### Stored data
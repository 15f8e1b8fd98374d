use crate::config::Config;
use crate::copy::{stream_rows, PgCopySink};
use crate::count::count_rows;
use crate::db;
use crate::io::reader_from_path;
use crate::producer::Producer;
use crate::progress::ProgressReporter;
use crate::schema::{TARGET_COLUMNS, TARGET_TABLE};
use crate::IngestResult;
use std::sync::atomic::{AtomicU64, Ordering};
use std::sync::Arc;
use std::time::{Duration, Instant};

/// Outcome of one ingest run.
#[derive(Debug, Clone, Copy, PartialEq, Eq)]
pub struct IngestReport {
    /// Rows the server reported for the COPY.
    pub copied: u64,
    /// Data rows seen by the pre-pass (0 when skipped).
    pub counted: u64,
    /// Rows the producer handed to the channel.
    pub published: u64,
    pub elapsed: Duration,
}

/// Load `config.csv_path` into `domain_ranking` as one COPY.
///
/// Pool, pre-pass and header problems fail before the COPY starts. Once it is
/// running, any failure rolls the whole statement back.
pub async fn run(config: &Config) -> IngestResult<IngestReport> {
    let start = Instant::now();

    let pool = db::connect(&config.database_url, config.max_connections).await?;
    let result = ingest_with_pool(&pool, config, start).await;
    pool.close().await;
    result
}

async fn ingest_with_pool(
    pool: &sqlx::PgPool,
    config: &Config,
    start: Instant,
) -> IngestResult<IngestReport> {
    let counted = count_rows(&config.csv_path, config.charset, config.count_mode).await?;
    tracing::info!(path = %config.csv_path.display(), rows = counted, mode = ?config.count_mode, "pre-pass complete");

    let (reader, _meta) = reader_from_path(&config.csv_path, config.charset).await?;
    let producer = Producer::from_reader(reader).await?;

    let sink = PgCopySink::begin(pool, TARGET_TABLE, &TARGET_COLUMNS).await?;
    let published = Arc::new(AtomicU64::new(0));
    let progress = ProgressReporter::new(published.clone(), counted)
        .with_interval(config.progress_interval)
        .spawn();

    match stream_rows(producer, sink, config.buffer, published.clone()).await {
        Ok(copied) => {
            let elapsed = start.elapsed();
            progress.finish(copied, elapsed).await;
            if counted != 0 && copied != counted {
                tracing::warn!(counted, copied, "row count changed between pre-pass and copy");
            }
            Ok(IngestReport {
                copied,
                counted,
                published: published.load(Ordering::Acquire),
                elapsed,
            })
        }
        Err(e) => {
            progress.abandon().await;
            Err(e)
        }
    }
}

### WORK TO COMPLETE
Only one number is expected: the count of lines in the entries holding the string "Ordering".

### SOLUTION TO THE EXERCISE
2